Mike, The Va is one of the few Agencies that put out false and conflicting data with impunity. You can check the data that is found in the most places, I suppose, but here are numbers right out of the VA sources on line: bluewaternavy.org/Vietnam Veterans Final Fact Sheet.pdf


Mike February 25, 2010 2:19 pm (Pacific time)

The writer of this article stated that only 30% of those who served in Vietnam were still alive. Maybe he got his data mixed up with WWII veterans? Here are some statistics on the veterans of the Vietnam War. It's older, but the mortality rate is similar to our civilian peers. Maybe someone has a more recent primary source? "9.2 million served on active duty (5 August 1964 to 7 May 1975) 2,590,000 served in the combat zone 109, 000 died in the service during this period 58,184 died in the combat zone or from combat wounds 8,113,000 are still alive (May 2000) Source U.S. Department of Veteran Affairs - Vanguard magazine May 2000 Vol. X.L.V.I., #" 5 Back in the early 1980's when PTSD started becoming a service-connected disability, it was extremely difficut to get a rating percentage even by people who had been disabled by combat wounds. Thus those who did not serve within the combat zone could pretty well forget about getting a PTSD disability, for obvious reasons. It also appears that some regional DAV locations give a PTSD rating much easier than others. The system is adversarial, so I strongly suggest that a veteran not use VA personnel to help you in this matter. Go to a veterans service organization, that's what they specialize in. Unfortunately people have not just been waiting years, they have been waiting decades. Good luck and God speed to all of you pursuing a service-connection. Don't give up. The Agent Orange connection works for me.


Kelly Porter Franklin February 25, 2010 7:05 am (Pacific time)
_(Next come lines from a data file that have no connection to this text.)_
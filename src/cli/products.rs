//! Product listing command.

use crate::cli::common::{print_json, CatalogSource, CliError, CliResult};
use crate::constants::MAX_PAGE_LIMIT;
use crate::models::Product;
use crate::products::{paginate, ProductFilterSort, ProductFilters, SortOrder};
use clap::Args;
use serde::Serialize;

/// List products with search, brand and category filters
#[derive(Debug, Clone, Args)]
pub struct ProductsArgs {
    /// Free-text search over title, SKU, part number and size
    #[arg(short, long)]
    pub search: Option<String>,

    /// Exact brand name ("all" for every brand)
    #[arg(short, long)]
    pub brand: Option<String>,

    /// Exact category name ("all" for every category)
    #[arg(short, long)]
    pub category: Option<String>,

    /// Sort order: featured, price-low, price-high or name
    #[arg(long, default_value = "featured")]
    pub sort: String,

    /// Number of products to skip
    #[arg(long, default_value_t = 0)]
    pub skip: usize,

    /// Page size (at most 100)
    #[arg(long, default_value_t = MAX_PAGE_LIMIT)]
    pub limit: usize,

    /// Output results as JSON
    #[arg(long)]
    pub json: bool,
}

#[derive(Debug, Serialize)]
struct ProductsResponse<'a> {
    sort: SortOrder,
    total: usize,
    skip: usize,
    products: Vec<&'a Product>,
}

impl ProductsArgs {
    /// Execute the products command
    pub fn execute(&self, source: &CatalogSource) -> CliResult<()> {
        let sort: SortOrder = self
            .sort
            .parse()
            .map_err(|e| CliError::validation(format!("{e}")))?;

        let ctx = source.load()?;
        let filters = ProductFilters {
            search: self.search.clone().unwrap_or_default(),
            brand: self.brand.clone().unwrap_or_default(),
            category: self.category.clone().unwrap_or_default(),
        };

        let listed =
            ProductFilterSort::new(&ctx.aliases).apply(&ctx.catalog.products, &filters, sort);
        let response = ProductsResponse {
            sort,
            total: listed.len(),
            skip: self.skip,
            products: paginate(&listed, self.skip, self.limit),
        };

        if self.json {
            return print_json(&response);
        }

        if response.products.is_empty() {
            println!("No products found");
            return Ok(());
        }

        for product in &response.products {
            let stock = if product.in_stock { "" } else { "  (out of stock)" };
            println!(
                "{:<16} {:>10.2}  {}  [{} / {}]{}",
                product.sku, product.price, product.title, product.brand, product.category, stock
            );
        }

        if response.products.len() < response.total {
            println!(
                "\nShowing {} of {} products",
                response.products.len(),
                response.total
            );
        }

        Ok(())
    }
}
//! Redirect lookup command.

use crate::cli::common::{print_json, CatalogSource, CliError, CliResult};
use clap::Args;
use serde::Serialize;

/// Resolve a request path against the redirect table
#[derive(Debug, Clone, Args)]
pub struct RedirectArgs {
    /// Request path (e.g., /products/old-t190)
    #[arg(value_name = "PATH")]
    pub path: String,

    /// Output results as JSON
    #[arg(long)]
    pub json: bool,
}

#[derive(Debug, Serialize)]
struct RedirectOutput {
    from: String,
    to: String,
    status: u16,
    hops: usize,
}

impl RedirectArgs {
    /// Execute the redirect command
    pub fn execute(&self, source: &CatalogSource) -> CliResult<()> {
        let ctx = source.load()?;
        let redirects = &ctx.catalog.redirects;

        let Some(first) = redirects.resolve(&self.path) else {
            return Err(CliError::validation(format!("No redirect for {}", self.path)));
        };
        let Some(last) = redirects.resolve_chain(&self.path) else {
            return Err(CliError::validation(format!(
                "Redirect chain for {} loops back on itself",
                self.path
            )));
        };

        let output = RedirectOutput {
            from: first.from_url.clone(),
            to: last.to_url.clone(),
            status: first.kind().status_code(),
            hops: redirects.chain_length(&self.path),
        };

        if self.json {
            return print_json(&output);
        }

        println!("{} -> {} ({})", output.from, output.to, output.status);
        Ok(())
    }
}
Imagine if the sailors that fought the Battle of Midway had their veterans status revoked because they neglected to step on that coral atoll. This is insane but everybody joining or serving in the U.S. Navy must be mindful they will be retroactively reclassified as a non-combatant if their ship does not make port during action. Same for the U.S. Air Force; all U.S. warplanes must now land in a country after bombing it so the crew can stroll around. By DVA's logic, the only true victims on the Titanic were the ones who kicked the iceberg. Please support these two bills by writing to say they must be passed immediately!